Vera Daisies, c’est un personnage que Margaux Jaudinaud a inventé. Elle s’est souvenue de Vera, le cerveau de la bande de Scooby-Doo, avec sa jupe plissée rouge, son pull et ses grandes chaussettes orange. Quant à Daisies, c’est un clin d’œil à son prénom. Marguerite se dit daisy en anglais. « Je suis partie de ce délire-là. » Il y a de la couleur, du fantastique, des influences de la pop culture dans l’univers de Vera Daisies. Il y a surtout beaucoup de sensibilité et une poésie brute. « C’est un projet qui me ressemble à 100 % ».

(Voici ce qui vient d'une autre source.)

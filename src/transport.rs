//! Shrinks chat images before they are inlined into a vision request.

use base64::Engine;
use image::codecs::jpeg::JpegEncoder;
use image::imageops::FilterType;
use image::GenericImageView;

use crate::error::{CompanionError, CompanionResult};

pub const MAX_DIMENSION: u32 = 1024;
pub const JPEG_QUALITY: u8 = 95;

/// Accepts bare base64 or a `data:<mime>;base64,<payload>` URL.
pub fn decode_image_payload(payload: &str) -> CompanionResult<Vec<u8>> {
  let trimmed = payload.trim();
  let encoded = match trimmed.strip_prefix("data:") {
    Some(rest) => rest
      .split_once(',')
      .map(|(_, data)| data)
      .ok_or_else(|| CompanionError::ImageProcessing("malformed data URL".to_string()))?,
    None => trimmed,
  };
  base64::engine::general_purpose::STANDARD
    .decode(encoded.trim())
    .map_err(|e| CompanionError::ImageProcessing(e.to_string()))
}

/// Downscales so neither side exceeds `MAX_DIMENSION` (never upscales) and re-encodes as JPEG.
pub fn resize_for_transport(bytes: &[u8]) -> CompanionResult<Vec<u8>> {
  let img = image::load_from_memory(bytes).map_err(|e| CompanionError::ImageProcessing(e.to_string()))?;
  let (width, height) = img.dimensions();
  let img = if width > MAX_DIMENSION || height > MAX_DIMENSION {
    img.resize(MAX_DIMENSION, MAX_DIMENSION, FilterType::Lanczos3)
  } else {
    img
  };

  // JPEG has no alpha channel.
  let rgb = img.to_rgb8();
  let mut out = Vec::new();
  {
    let mut encoder = JpegEncoder::new_with_quality(&mut out, JPEG_QUALITY);
    encoder
      .encode_image(&rgb)
      .map_err(|e| CompanionError::ImageProcessing(e.to_string()))?;
  }
  Ok(out)
}

/// Full path from the client payload to the data URL placed in the image part.
pub fn prepare_vision_image(payload: &str) -> CompanionResult<String> {
  let raw = decode_image_payload(payload)?;
  let jpeg = resize_for_transport(&raw)?;
  let encoded = base64::engine::general_purpose::STANDARD.encode(jpeg);
  Ok(format!("data:image/jpeg;base64,{encoded}"))
}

Margaux Jaudinaud n’a jamais cessé d’écrire. « J’adore ça », confie-t-elle. Elle a ce besoin de poser des mots sur des émotions. Ces textes se trouvent dans « un carnet de croquis. J’ai vécu des histoires douloureuses. À un moment, je n’allais pas très bien. J’ai repris ces chansons avec le recul parce que j’ai réussi à surmonter les épreuves de la vie. L’écriture m’a aidée à comprendre mes émotions. Comme beaucoup de personnes de mon âge, j’ai des parents qui ont du mal à exprimer des émotions. Et moi, j’ai mis du temps à mettre des mots sur les miennes. Depuis l’adolescence, j’ai compris que les mots sont un moyen d’exorciser tout cela. Et la vie continue. »
Les mots et le dessin
Pour qu’elle suive son cours, il a fallu clore un chapitre en publiant un premier EP, Clever Girl, en janvier 2026. Vera Daisies revient sur des déceptions amoureuses, les relations toxiques, l’amitié, le monde de la musique. « C’est comme un disque dur. J’ai utilisé toute ma mémoire et supprimer mes fichiers. Certains titres datent d’il y a dix ans. Je les ai pris et je n’y ai pas touché parce qu’ils représentent une période de ma vie. Il y a certes des imperfections mais aussi une beauté et une spontanéité. Je ne voulais pas perdre la flamme. »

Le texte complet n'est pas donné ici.